ICU Core Meeting
Date: August 24, 2005 @ 10:00am PT

Attendees:
Vladimir Weinstein
George Rhoten (scribe)
Ram Viswanadha
Markus Scherer
Andy Heninger
Eric Mader
Steven Loomis
Tex Texin
Deborah Goldsmith
Mark Davis
Doug Felt

Agenda:
 - ICU 3.4 post mortem
 - ICU 3.6 status
 - Status update on codepage recognition update
 - 64-bit lengths in ICU

Vladimir: We are asking for feedback for ICU 3.4

Deborah: Updating ICU is usually fairly easy now, except for the cvs import command.
	cvs import issues are unrelated to ICU.

Vladimir: Was the gcc 4 compiler bug fixed?

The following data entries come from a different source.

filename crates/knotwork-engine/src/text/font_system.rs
use crate::EngineError;

/// Opaque handle to a font loaded into a [`FontSystem`].
#[derive(Debug, Copy, Clone, Eq, PartialEq, Hash)]
pub struct FontId(pub(crate) usize);

impl FontId {
    /// Handle for the `index`-th loaded font.
    ///
    /// Ids that do not name a loaded font are skipped by the text renderer.
    pub const fn from_index(index: usize) -> Self {
        Self(index)
    }
}

/// Owns the loaded fonts.
///
/// Fonts are immutable after loading. The system is passed to
/// `TextRenderer::render` each frame so glyphs can be rasterized on demand.
pub struct FontSystem {
    fonts: Vec<fontdue::Font>,
}

impl FontSystem {
    pub fn new() -> Self {
        Self { fonts: Vec::new() }
    }

    /// Parses and stores a TrueType or OpenType font from raw bytes.
    pub fn load_font(&mut self, bytes: &[u8]) -> Result<FontId, EngineError> {
        let font = fontdue::Font::from_bytes(bytes, fontdue::FontSettings::default())
            .map_err(|e| EngineError::FontLoad(e.to_string()))?;
        let id = FontId(self.fonts.len());
        self.fonts.push(font);
        log::debug!("loaded font {:?} ({} bytes)", id, bytes.len());
        Ok(id)
    }

    pub(crate) fn get(&self, id: FontId) -> Option<&fontdue::Font> {
        self.fonts.get(id.0)
    }

    pub fn len(&self) -> usize {
        self.fonts.len()
    }

    pub fn is_empty(&self) -> bool {
        self.fonts.is_empty()
    }
}

impl Default for FontSystem {
    fn default() -> Self {
        Self::new()
    }
}
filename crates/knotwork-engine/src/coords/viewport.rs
/// Viewport size in logical pixels.
///
/// Uploaded to every renderer's uniform buffer and used by the vertex shaders
/// to map logical pixels to NDC.
#[derive(Debug, Copy, Clone, Default, PartialEq)]
pub struct Viewport {
    pub width: f32,
    pub height: f32,
}

impl Viewport {
    #[inline]
    pub const fn new(width: f32, height: f32) -> Self {
        Self { width, height }
    }

    #[inline]
    pub fn is_valid(self) -> bool {
        self.width > 0.0 && self.height > 0.0 && self.width.is_finite() && self.height.is_finite()
    }

    /// Size as a shader-ready pair, never smaller than one pixel per axis.
    #[inline]
    pub fn as_uniform(self) -> [f32; 2] {
        [self.width.max(1.0), self.height.max(1.0)]
    }
}

#[cfg(test)]
mod tests {
    use super::*;

    #[test]
    fn minimized_window_uploads_one_pixel() {
        let vp = Viewport::new(0.0, 0.0);
        assert!(!vp.is_valid());
        assert_eq!(vp.as_uniform(), [1.0, 1.0]);
    }

    #[test]
    fn regular_size_passes_through() {
        assert_eq!(Viewport::new(800.0, 600.0).as_uniform(), [800.0, 600.0]);
    }
}
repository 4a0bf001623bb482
//! Scene (draw stream) types.
//!
//! Commands are recorded in paint order; later commands cover earlier ones.
//! Renderers never reorder primitives.

mod cmd;
mod list;

pub use cmd::{CircleCmd, DrawCmd, LineCmd, RectCmd, TextCmd};
pub use list::DrawList;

Deborah: gcc bug was fixed in gcc 4.0.1 train
	gcc 3.3 is the workaround to get around this problem.

Eric: Using an older gcc compiler for Fedora Core 4 fixes the problem too.

Tex: We switched to 3.4 from 3.2, and there were no major issues.
	Also the Unicode version of PHP is getting a little more public. It's on php.net.
	There is some talk about whether this will be a minor update to PHP 5 or in PHP 6.

Vladimir: ICU 3.6 status.
	We are planning the 3.6 items. The feature list isn't final yet.

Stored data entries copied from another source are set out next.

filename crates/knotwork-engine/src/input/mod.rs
//! Input subsystem.
//!
//! Public API is platform-agnostic and does not expose winit types.
//! `platform::winit` translates window events into `InputEvent`s.

mod frame;
mod state;
mod types;

pub(crate) mod platform;

pub use frame::InputFrame;
pub use state::InputState;
pub use types::{
    InputEvent,
    Key,
    KeyState,
    MouseButton,
    MouseButtonState,
    PointerButtonEvent,
    PointerMoveEvent,
};
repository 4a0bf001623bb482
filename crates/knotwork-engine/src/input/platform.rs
//! Platform event translation.

pub(crate) mod winit;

Mark: List will be stated on the icu-core list.
	Good news. Eclipse will be using ICU4J.

Tex: The charset detection is going okay.
	Badi will have it implemented later this week.
	Testing will happen next week.

Andy: I owe an updated charset detection API later today.

Vladimir: Deborah wanted to talk about 64-bit lengths in ICU.

Deborah: We were wondering why size_t wasn't used?

Markus: UText will use int64_t.
	We aren't changing it for backwards compatibility.
	We did have a UTextOffset, but it was used inconsistenly. So we removed it.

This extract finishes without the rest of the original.